Exercise directions → Go through the entries and write each one out again unchanged.

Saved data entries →
--*--

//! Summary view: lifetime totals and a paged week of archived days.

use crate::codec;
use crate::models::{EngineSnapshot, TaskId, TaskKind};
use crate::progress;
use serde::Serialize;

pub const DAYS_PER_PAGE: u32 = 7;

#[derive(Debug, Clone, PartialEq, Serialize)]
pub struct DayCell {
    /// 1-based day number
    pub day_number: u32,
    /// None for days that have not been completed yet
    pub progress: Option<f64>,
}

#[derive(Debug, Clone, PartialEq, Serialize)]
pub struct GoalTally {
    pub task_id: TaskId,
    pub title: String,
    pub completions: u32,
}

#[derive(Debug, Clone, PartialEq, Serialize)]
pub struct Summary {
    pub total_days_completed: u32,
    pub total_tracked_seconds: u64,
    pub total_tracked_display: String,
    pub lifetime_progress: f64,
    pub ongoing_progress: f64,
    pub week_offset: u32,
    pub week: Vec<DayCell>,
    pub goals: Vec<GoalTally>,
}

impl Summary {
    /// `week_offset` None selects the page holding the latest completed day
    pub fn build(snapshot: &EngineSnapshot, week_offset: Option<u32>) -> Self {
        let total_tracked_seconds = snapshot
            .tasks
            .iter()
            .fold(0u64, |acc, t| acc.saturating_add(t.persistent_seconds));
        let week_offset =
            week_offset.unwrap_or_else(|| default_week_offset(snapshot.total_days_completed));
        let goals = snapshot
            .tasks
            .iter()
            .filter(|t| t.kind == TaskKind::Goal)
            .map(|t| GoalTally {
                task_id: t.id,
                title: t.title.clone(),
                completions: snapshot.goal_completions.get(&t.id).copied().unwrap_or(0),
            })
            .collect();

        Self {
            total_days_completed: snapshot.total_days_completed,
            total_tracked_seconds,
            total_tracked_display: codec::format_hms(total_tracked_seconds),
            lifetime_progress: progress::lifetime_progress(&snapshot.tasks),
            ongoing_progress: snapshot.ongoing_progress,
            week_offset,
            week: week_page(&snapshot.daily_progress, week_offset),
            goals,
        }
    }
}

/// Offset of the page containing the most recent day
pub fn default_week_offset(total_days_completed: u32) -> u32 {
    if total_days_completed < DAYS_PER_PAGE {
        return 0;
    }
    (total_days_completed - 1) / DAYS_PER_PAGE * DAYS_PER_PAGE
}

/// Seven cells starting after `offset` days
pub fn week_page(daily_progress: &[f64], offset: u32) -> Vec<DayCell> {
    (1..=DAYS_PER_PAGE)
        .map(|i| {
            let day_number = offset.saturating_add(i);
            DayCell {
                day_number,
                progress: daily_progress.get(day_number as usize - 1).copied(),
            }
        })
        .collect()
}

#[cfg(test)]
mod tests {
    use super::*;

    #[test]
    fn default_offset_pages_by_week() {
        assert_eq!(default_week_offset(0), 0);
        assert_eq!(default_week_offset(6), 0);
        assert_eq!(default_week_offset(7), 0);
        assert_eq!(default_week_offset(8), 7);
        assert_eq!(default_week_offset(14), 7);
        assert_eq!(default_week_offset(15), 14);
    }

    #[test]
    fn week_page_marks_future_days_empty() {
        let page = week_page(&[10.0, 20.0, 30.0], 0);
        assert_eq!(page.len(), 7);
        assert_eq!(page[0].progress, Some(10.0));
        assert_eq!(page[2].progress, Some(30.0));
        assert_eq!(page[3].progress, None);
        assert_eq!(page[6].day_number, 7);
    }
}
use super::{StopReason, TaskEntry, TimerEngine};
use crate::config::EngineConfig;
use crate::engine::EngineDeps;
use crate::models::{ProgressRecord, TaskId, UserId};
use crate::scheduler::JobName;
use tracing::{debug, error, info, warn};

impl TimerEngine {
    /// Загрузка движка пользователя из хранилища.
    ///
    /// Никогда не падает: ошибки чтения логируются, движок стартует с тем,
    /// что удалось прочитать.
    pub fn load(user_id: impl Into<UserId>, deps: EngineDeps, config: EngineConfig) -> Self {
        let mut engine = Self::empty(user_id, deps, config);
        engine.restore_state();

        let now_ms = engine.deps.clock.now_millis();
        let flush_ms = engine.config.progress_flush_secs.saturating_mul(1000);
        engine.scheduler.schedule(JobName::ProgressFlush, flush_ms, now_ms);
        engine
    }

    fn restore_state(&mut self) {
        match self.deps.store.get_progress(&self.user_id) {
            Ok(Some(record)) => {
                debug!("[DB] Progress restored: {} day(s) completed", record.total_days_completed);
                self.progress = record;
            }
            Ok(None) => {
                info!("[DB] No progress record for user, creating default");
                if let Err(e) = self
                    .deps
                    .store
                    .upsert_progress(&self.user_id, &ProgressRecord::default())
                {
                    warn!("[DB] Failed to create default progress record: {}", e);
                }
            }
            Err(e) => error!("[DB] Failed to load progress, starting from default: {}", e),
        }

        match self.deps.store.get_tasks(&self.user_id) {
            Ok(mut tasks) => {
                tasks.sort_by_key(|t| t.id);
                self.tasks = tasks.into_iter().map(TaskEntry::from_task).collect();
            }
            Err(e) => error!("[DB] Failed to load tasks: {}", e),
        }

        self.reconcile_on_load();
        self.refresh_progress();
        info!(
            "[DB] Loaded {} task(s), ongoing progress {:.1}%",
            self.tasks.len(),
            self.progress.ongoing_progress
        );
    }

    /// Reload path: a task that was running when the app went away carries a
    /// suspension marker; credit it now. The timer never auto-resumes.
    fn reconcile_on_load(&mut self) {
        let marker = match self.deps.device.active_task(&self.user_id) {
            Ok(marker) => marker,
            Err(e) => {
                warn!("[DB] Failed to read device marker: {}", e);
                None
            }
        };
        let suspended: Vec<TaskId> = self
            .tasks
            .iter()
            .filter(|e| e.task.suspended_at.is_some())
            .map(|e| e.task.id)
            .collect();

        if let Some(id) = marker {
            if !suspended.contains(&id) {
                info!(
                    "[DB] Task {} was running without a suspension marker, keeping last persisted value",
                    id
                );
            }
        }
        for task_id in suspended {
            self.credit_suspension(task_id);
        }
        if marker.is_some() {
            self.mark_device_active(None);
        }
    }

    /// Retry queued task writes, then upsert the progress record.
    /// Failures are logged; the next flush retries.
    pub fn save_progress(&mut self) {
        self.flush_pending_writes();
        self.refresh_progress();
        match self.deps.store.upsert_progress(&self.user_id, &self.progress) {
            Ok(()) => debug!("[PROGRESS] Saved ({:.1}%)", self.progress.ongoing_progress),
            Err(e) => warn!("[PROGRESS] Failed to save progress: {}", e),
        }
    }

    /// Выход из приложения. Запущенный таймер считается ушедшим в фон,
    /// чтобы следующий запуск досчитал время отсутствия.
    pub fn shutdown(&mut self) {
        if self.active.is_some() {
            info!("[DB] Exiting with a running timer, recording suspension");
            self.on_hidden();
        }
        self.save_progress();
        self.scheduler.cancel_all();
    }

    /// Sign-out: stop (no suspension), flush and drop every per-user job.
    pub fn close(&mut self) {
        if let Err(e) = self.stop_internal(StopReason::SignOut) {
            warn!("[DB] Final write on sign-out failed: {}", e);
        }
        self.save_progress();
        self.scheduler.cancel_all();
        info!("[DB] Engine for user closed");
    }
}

--*--

Answer to the problem →
//! Summary view: lifetime totals and a paged week of archived days.

use crate::codec;
use crate::models::{EngineSnapshot, TaskId, TaskKind};
use crate::progress;
use serde::Serialize;

pub const DAYS_PER_PAGE: u32 = 7;

#[derive(Debug, Clone, PartialEq, Serialize)]
pub struct DayCell {
    /// 1-based day number
    pub day_number: u32,
    /// None for days that have not been completed yet
    pub progress: Option<f64>,
}

#[derive(Debug, Clone, PartialEq, Serialize)]
pub struct GoalTally {
    pub task_id: TaskId,
    pub title: String,
    pub completions: u32,
}

#[derive(Debug, Clone, PartialEq, Serialize)]
pub struct Summary {
    pub total_days_completed: u32,
    pub total_tracked_seconds: u64,
    pub total_tracked_display: String,
    pub lifetime_progress: f64,
    pub ongoing_progress: f64,
    pub week_offset: u32,
    pub week: Vec<DayCell>,
    pub goals: Vec<GoalTally>,
}

impl Summary {
    /// `week_offset` None selects the page holding the latest completed day
    pub fn build(snapshot: &EngineSnapshot, week_offset: Option<u32>) -> Self {
        let total_tracked_seconds = snapshot
            .tasks
            .iter()
            .fold(0u64, |acc, t| acc.saturating_add(t.persistent_seconds));
        let week_offset =
            week_offset.unwrap_or_else(|| default_week_offset(snapshot.total_days_completed));
        let goals = snapshot
            .tasks
            .iter()
            .filter(|t| t.kind == TaskKind::Goal)
            .map(|t| GoalTally {
                task_id: t.id,
                title: t.title.clone(),
                completions: snapshot.goal_completions.get(&t.id).copied().unwrap_or(0),
            })
            .collect();

        Self {
            total_days_completed: snapshot.total_days_completed,
            total_tracked_seconds,
            total_tracked_display: codec::format_hms(total_tracked_seconds),
            lifetime_progress: progress::lifetime_progress(&snapshot.tasks),
            ongoing_progress: snapshot.ongoing_progress,
            week_offset,
            week: week_page(&snapshot.daily_progress, week_offset),
            goals,
        }
    }
}

/// Offset of the page containing the most recent day
pub fn default_week_offset(total_days_completed: u32) -> u32 {
    if total_days_completed < DAYS_PER_PAGE {
        return 0;
    }
    (total_days_completed - 1) / DAYS_PER_PAGE * DAYS_PER_PAGE
}

/// Seven cells starting after `offset` days
pub fn week_page(daily_progress: &[f64], offset: u32) -> Vec<DayCell> {
    (1..=DAYS_PER_PAGE)
        .map(|i| {
            let day_number = offset.saturating_add(i);
            DayCell {
                day_number,
                progress: daily_progress.get(day_number as usize - 1).copied(),
            }
        })
        .collect()
}

#[cfg(test)]
mod tests {
    use super::*;

    #[test]
    fn default_offset_pages_by_week() {
        assert_eq!(default_week_offset(0), 0);
        assert_eq!(default_week_offset(6), 0);
        assert_eq!(default_week_offset(7), 0);
        assert_eq!(default_week_offset(8), 7);
        assert_eq!(default_week_offset(14), 7);
        assert_eq!(default_week_offset(15), 14);
    }

    #[test]
    fn week_page_marks_future_days_empty() {
        let page = week_page(&[10.0, 20.0, 30.0], 0);
        assert_eq!(page.len(), 7);
        assert_eq!(page[0].progress, Some(10.0));
        assert_eq!(page[2].progress, Some(30.0));
        assert_eq!(page[3].progress, None);
        assert_eq!(page[6].day_number, 7);
    }
}
use super::{StopReason, TaskEntry, TimerEngine};
use crate::config::EngineConfig;
use crate::engine::EngineDeps;
use crate::models::{ProgressRecord, TaskId, UserId};
use crate::scheduler::JobName;
use tracing::{debug, error, info, warn};

impl TimerEngine {
    /// Загрузка движка пользователя из хранилища.
    ///
    /// Никогда не падает: ошибки чтения логируются, движок стартует с тем,
    /// что удалось прочитать.
    pub fn load(user_id: impl Into<UserId>, deps: EngineDeps, config: EngineConfig) -> Self {
        let mut engine = Self::empty(user_id, deps, config);
        engine.restore_state();

        let now_ms = engine.deps.clock.now_millis();
        let flush_ms = engine.config.progress_flush_secs.saturating_mul(1000);
        engine.scheduler.schedule(JobName::ProgressFlush, flush_ms, now_ms);
        engine
    }

    fn restore_state(&mut self) {
        match self.deps.store.get_progress(&self.user_id) {
            Ok(Some(record)) => {
                debug!("[DB] Progress restored: {} day(s) completed", record.total_days_completed);
                self.progress = record;
            }
            Ok(None) => {
                info!("[DB] No progress record for user, creating default");
                if let Err(e) = self
                    .deps
                    .store
                    .upsert_progress(&self.user_id, &ProgressRecord::default())
                {
                    warn!("[DB] Failed to create default progress record: {}", e);
                }
            }
            Err(e) => error!("[DB] Failed to load progress, starting from default: {}", e),
        }

        match self.deps.store.get_tasks(&self.user_id) {
            Ok(mut tasks) => {
                tasks.sort_by_key(|t| t.id);
                self.tasks = tasks.into_iter().map(TaskEntry::from_task).collect();
            }
            Err(e) => error!("[DB] Failed to load tasks: {}", e),
        }

        self.reconcile_on_load();
        self.refresh_progress();
        info!(
            "[DB] Loaded {} task(s), ongoing progress {:.1}%",
            self.tasks.len(),
            self.progress.ongoing_progress
        );
    }

    /// Reload path: a task that was running when the app went away carries a
    /// suspension marker; credit it now. The timer never auto-resumes.
    fn reconcile_on_load(&mut self) {
        let marker = match self.deps.device.active_task(&self.user_id) {
            Ok(marker) => marker,
            Err(e) => {
                warn!("[DB] Failed to read device marker: {}", e);
                None
            }
        };
        let suspended: Vec<TaskId> = self
            .tasks
            .iter()
            .filter(|e| e.task.suspended_at.is_some())
            .map(|e| e.task.id)
            .collect();

        if let Some(id) = marker {
            if !suspended.contains(&id) {
                info!(
                    "[DB] Task {} was running without a suspension marker, keeping last persisted value",
                    id
                );
            }
        }
        for task_id in suspended {
            self.credit_suspension(task_id);
        }
        if marker.is_some() {
            self.mark_device_active(None);
        }
    }

    /// Retry queued task writes, then upsert the progress record.
    /// Failures are logged; the next flush retries.
    pub fn save_progress(&mut self) {
        self.flush_pending_writes();
        self.refresh_progress();
        match self.deps.store.upsert_progress(&self.user_id, &self.progress) {
            Ok(()) => debug!("[PROGRESS] Saved ({:.1}%)", self.progress.ongoing_progress),
            Err(e) => warn!("[PROGRESS] Failed to save progress: {}", e),
        }
    }

    /// Выход из приложения. Запущенный таймер считается ушедшим в фон,
    /// чтобы следующий запуск досчитал время отсутствия.
    pub fn shutdown(&mut self) {
        if self.active.is_some() {
            info!("[DB] Exiting with a running timer, recording suspension");
            self.on_hidden();
        }
        self.save_progress();
        self.scheduler.cancel_all();
    }

    /// Sign-out: stop (no suspension), flush and drop every per-user job.
    pub fn close(&mut self) {
        if let Err(e) = self.stop_internal(StopReason::SignOut) {
            warn!("[DB] Final write on sign-out failed: {}", e);
        }
        self.save_progress();
        self.scheduler.cancel_all();
        info!("[DB] Engine for user closed");
    }
}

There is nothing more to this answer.